Collect all lines from the listing that include the string "wraps".

[Exercise materials Boundary: Start]

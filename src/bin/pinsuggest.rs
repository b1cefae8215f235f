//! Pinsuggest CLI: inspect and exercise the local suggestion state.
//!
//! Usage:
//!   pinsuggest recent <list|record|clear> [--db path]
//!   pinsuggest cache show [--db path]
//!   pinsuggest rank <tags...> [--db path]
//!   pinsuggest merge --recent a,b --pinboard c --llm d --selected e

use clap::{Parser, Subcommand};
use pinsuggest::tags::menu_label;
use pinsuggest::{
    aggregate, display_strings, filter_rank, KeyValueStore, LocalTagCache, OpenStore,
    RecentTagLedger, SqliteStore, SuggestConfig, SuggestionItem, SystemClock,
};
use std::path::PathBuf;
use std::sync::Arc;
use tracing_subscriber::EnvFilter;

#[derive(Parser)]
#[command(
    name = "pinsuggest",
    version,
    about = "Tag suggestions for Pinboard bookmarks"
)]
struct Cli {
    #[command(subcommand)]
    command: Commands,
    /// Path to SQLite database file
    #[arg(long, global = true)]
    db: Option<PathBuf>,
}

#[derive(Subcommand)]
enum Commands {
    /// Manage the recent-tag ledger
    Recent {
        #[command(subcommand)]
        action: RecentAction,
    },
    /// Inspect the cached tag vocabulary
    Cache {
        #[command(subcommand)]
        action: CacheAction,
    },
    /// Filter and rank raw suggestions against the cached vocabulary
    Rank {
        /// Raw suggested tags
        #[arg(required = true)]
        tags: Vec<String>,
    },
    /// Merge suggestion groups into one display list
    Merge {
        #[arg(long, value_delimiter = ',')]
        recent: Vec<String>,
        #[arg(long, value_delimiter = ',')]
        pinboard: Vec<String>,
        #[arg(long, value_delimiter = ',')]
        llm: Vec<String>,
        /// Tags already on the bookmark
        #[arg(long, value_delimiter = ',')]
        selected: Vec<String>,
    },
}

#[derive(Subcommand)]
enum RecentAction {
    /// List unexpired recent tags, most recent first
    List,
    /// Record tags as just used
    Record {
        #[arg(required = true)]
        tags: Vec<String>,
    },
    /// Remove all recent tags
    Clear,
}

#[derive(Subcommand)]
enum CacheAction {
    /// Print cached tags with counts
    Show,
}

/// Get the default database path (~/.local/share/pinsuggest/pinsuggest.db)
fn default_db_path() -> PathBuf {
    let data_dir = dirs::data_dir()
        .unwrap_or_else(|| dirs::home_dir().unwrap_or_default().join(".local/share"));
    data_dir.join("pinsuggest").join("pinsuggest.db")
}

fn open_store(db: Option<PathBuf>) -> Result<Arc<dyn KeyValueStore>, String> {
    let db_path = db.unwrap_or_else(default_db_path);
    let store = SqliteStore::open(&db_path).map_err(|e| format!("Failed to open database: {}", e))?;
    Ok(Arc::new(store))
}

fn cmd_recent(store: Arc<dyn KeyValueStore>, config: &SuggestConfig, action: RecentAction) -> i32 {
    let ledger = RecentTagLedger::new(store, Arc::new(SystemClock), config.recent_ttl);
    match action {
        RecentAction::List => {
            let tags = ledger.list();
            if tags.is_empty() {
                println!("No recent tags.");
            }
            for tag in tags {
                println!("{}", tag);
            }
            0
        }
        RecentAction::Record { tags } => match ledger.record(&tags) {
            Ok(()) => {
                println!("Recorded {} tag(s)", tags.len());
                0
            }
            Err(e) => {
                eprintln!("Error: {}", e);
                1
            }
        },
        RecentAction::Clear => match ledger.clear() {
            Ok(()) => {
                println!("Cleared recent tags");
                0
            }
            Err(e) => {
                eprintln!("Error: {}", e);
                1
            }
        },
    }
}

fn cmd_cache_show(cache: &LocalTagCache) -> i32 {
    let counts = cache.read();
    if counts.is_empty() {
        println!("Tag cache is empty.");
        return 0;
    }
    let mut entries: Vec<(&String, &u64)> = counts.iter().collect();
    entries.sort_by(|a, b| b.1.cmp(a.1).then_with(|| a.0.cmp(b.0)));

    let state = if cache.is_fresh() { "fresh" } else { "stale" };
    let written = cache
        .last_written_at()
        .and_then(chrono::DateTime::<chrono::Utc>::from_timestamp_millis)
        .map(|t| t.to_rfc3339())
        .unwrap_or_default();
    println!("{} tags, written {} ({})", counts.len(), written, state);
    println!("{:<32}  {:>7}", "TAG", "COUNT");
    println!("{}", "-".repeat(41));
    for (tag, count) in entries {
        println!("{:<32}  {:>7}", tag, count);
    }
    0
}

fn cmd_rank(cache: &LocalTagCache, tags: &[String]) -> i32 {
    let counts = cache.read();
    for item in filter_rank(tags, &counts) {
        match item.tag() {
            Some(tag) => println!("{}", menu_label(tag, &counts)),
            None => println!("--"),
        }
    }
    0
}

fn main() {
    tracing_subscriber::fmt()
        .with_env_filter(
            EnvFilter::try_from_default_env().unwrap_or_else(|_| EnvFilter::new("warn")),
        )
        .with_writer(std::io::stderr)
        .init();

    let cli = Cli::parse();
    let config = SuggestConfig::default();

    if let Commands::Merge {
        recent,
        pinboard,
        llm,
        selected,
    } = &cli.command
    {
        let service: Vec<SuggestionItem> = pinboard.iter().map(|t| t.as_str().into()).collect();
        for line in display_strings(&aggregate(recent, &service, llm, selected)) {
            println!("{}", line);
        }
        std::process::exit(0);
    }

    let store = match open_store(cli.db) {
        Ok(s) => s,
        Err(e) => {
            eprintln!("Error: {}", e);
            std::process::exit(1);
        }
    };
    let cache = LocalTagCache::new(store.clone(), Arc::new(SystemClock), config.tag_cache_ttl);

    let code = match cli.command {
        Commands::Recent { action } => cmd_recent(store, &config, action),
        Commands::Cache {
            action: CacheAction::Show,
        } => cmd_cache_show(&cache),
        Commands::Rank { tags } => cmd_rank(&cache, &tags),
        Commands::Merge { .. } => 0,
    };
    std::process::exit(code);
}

[Exercise materials Boundary: End]
[Exercise materials Boundary: Start]

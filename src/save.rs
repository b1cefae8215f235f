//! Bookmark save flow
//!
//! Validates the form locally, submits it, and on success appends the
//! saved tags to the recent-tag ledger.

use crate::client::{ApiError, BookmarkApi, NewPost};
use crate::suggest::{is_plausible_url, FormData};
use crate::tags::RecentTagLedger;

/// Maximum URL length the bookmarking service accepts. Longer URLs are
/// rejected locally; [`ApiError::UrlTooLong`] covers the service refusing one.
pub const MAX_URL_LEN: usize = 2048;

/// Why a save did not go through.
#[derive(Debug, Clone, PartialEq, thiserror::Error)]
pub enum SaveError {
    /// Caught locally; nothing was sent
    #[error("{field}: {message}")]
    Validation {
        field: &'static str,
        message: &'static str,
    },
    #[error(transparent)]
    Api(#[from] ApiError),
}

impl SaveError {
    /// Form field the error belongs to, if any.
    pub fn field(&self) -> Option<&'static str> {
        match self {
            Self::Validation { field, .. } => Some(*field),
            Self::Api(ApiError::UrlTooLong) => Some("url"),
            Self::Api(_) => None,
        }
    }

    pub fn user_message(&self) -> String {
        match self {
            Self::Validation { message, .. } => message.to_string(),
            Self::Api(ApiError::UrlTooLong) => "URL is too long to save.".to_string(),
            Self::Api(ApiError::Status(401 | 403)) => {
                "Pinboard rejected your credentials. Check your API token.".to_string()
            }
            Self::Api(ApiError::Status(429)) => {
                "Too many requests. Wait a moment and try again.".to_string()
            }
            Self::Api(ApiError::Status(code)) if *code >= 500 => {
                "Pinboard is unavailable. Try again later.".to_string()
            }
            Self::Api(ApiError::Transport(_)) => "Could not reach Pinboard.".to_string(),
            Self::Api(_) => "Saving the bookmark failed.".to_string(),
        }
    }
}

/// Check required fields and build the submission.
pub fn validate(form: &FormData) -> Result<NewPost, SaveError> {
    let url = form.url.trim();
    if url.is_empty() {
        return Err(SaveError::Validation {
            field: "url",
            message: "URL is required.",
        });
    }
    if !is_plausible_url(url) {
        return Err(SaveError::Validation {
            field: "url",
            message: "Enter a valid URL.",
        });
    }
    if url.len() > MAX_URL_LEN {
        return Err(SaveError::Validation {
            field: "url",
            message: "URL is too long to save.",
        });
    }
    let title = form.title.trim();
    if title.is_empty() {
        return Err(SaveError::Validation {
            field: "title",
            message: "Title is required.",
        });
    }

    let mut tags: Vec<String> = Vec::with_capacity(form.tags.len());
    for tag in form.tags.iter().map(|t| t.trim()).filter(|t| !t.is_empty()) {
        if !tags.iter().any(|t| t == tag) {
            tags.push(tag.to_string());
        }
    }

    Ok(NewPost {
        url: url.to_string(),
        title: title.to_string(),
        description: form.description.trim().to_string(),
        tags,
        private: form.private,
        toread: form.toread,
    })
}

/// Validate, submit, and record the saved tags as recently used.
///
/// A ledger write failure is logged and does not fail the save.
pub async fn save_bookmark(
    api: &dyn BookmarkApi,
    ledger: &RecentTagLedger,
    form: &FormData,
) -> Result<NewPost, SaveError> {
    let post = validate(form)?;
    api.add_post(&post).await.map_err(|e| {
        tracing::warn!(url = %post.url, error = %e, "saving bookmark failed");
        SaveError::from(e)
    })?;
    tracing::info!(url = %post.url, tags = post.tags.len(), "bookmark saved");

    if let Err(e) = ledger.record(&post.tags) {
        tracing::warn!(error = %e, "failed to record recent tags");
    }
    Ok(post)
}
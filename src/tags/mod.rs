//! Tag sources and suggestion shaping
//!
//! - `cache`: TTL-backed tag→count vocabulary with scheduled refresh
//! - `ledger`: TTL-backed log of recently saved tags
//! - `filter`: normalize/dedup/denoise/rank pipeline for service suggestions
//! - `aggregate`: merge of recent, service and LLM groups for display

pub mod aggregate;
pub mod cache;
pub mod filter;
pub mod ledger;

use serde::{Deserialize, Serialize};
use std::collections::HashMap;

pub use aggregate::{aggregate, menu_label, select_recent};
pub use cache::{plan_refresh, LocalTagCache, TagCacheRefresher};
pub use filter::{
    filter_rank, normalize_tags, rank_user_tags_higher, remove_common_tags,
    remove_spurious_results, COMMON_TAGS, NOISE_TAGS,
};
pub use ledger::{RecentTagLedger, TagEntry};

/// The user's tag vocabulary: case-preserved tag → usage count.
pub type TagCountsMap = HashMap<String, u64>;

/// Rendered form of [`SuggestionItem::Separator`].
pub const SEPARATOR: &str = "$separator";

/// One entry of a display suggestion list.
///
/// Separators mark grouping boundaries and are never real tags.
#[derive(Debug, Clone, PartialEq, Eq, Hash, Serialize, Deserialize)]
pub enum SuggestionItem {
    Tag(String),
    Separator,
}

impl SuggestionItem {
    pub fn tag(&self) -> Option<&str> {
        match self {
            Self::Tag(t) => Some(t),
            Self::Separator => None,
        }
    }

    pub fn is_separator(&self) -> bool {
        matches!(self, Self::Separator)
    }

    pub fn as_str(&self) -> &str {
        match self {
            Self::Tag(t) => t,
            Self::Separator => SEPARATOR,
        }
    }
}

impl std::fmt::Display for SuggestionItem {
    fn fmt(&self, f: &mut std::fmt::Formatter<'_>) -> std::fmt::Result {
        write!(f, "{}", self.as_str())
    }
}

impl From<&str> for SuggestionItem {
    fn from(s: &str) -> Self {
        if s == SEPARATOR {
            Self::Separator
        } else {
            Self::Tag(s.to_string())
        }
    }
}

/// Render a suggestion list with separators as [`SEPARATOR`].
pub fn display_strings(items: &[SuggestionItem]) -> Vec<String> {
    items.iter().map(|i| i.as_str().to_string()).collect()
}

[Exercise materials Boundary: End]
[Exercise materials Boundary: Start]

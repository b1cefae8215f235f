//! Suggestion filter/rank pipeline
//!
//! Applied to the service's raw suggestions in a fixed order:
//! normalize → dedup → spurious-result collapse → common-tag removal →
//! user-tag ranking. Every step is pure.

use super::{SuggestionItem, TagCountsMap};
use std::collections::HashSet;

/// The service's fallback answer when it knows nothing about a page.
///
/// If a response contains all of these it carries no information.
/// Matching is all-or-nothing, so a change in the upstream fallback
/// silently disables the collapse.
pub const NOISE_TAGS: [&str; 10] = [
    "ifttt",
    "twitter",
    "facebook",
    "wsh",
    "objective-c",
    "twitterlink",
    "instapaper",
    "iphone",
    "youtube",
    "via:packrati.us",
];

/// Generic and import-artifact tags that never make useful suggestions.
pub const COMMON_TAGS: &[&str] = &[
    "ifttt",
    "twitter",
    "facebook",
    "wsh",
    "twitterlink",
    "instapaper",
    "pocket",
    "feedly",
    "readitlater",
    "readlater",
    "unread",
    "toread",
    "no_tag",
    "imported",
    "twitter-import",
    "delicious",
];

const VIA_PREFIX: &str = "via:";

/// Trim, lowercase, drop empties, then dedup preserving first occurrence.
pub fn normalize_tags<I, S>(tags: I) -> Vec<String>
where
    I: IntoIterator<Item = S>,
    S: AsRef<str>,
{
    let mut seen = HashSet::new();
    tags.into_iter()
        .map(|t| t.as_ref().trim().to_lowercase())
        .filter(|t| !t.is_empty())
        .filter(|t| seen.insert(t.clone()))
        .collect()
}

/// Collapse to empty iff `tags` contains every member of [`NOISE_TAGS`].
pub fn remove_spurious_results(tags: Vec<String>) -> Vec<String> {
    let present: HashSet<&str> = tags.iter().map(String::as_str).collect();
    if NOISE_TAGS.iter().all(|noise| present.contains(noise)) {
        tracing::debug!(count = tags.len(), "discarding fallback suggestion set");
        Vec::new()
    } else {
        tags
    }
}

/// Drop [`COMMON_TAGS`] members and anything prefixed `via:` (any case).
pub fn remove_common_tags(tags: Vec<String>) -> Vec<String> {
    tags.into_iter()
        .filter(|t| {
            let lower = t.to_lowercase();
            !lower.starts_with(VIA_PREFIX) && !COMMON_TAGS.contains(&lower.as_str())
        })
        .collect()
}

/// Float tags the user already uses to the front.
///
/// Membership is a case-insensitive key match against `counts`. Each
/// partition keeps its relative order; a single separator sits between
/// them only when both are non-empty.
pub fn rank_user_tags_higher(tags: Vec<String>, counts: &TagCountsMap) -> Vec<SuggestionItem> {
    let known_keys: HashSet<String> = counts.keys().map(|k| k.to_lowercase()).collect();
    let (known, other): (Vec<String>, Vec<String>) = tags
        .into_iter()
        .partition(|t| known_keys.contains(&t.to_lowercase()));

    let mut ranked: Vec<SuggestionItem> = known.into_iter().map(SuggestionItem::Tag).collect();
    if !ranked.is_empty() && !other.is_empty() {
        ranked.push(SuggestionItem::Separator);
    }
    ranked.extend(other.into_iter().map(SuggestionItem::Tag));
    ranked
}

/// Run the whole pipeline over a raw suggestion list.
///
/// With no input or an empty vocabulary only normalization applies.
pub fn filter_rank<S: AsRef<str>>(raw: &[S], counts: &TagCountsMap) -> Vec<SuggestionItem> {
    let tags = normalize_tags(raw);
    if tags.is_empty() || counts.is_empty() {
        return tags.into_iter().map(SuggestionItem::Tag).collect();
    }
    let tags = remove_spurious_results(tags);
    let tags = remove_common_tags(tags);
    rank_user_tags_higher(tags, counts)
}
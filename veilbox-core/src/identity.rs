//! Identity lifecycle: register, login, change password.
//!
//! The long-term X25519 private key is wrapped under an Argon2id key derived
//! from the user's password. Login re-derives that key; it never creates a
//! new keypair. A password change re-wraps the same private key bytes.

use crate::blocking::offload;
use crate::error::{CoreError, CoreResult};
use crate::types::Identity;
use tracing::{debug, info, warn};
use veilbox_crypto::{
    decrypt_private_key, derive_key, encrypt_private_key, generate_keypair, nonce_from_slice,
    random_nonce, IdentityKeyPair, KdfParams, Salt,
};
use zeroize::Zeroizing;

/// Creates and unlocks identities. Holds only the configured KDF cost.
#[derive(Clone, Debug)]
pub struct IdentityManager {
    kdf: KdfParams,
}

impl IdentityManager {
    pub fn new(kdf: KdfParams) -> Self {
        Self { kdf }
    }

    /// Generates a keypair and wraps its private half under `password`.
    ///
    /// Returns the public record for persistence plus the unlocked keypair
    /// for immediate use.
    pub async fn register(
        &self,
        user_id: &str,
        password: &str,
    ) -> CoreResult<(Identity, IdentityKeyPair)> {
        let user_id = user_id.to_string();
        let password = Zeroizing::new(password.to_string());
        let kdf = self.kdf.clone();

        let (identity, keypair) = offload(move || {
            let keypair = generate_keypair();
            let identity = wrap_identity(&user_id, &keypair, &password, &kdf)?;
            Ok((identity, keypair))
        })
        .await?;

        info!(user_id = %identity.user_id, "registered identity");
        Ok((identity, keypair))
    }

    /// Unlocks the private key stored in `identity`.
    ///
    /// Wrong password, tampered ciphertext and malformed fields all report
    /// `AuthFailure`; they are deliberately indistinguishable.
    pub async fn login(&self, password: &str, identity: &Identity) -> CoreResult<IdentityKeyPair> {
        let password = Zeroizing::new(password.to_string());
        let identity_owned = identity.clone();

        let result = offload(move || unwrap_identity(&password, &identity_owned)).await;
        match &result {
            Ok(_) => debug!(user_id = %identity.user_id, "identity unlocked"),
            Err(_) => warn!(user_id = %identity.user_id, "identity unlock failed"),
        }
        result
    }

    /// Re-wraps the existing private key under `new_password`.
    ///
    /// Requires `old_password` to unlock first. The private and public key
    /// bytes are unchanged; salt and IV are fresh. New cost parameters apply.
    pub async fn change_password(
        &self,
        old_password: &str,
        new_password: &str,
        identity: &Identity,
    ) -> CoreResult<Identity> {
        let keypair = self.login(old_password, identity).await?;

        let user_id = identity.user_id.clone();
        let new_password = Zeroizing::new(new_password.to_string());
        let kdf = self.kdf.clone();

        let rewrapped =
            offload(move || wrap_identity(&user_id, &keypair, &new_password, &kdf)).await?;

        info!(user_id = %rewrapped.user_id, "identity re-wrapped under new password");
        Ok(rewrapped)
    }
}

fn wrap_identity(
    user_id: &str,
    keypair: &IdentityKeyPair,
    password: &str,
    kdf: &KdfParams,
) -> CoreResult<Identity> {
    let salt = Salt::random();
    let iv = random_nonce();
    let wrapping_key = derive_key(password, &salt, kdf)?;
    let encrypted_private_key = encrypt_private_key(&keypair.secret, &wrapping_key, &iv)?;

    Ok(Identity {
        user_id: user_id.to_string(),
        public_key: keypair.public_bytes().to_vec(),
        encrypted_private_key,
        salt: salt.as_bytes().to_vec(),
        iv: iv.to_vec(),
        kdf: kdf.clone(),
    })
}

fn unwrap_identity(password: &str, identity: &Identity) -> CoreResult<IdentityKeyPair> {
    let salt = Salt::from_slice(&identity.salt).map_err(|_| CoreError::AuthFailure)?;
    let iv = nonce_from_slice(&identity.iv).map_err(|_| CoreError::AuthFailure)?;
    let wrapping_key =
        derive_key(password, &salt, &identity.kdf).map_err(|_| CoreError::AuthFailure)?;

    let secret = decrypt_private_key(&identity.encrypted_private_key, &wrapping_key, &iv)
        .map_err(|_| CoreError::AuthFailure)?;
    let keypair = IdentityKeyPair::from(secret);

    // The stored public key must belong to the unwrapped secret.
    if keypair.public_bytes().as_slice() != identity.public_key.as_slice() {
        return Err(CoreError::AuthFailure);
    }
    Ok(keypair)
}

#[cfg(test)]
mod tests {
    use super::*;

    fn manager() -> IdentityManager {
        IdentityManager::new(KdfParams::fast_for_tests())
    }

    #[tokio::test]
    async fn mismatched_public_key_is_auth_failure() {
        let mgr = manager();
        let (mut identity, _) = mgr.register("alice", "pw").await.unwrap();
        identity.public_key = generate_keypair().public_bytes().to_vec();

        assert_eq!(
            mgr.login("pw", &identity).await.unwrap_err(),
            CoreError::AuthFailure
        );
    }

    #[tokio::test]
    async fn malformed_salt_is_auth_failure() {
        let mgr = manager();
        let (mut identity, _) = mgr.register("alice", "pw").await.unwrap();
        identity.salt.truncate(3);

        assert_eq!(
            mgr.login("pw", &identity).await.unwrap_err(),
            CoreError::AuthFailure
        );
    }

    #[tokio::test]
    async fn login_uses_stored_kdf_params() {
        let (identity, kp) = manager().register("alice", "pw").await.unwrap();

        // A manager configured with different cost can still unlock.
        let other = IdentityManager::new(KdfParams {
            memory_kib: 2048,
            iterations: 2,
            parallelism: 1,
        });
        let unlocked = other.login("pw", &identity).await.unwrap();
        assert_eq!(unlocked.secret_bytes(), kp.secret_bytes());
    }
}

[Exercise materials Boundary: End]

* [Exercise result]
//! new keypair. A password change re-wraps the same private key bytes.
    /// Generates a keypair and wraps its private half under `password`.
    /// Re-wraps the existing private key under `new_password`.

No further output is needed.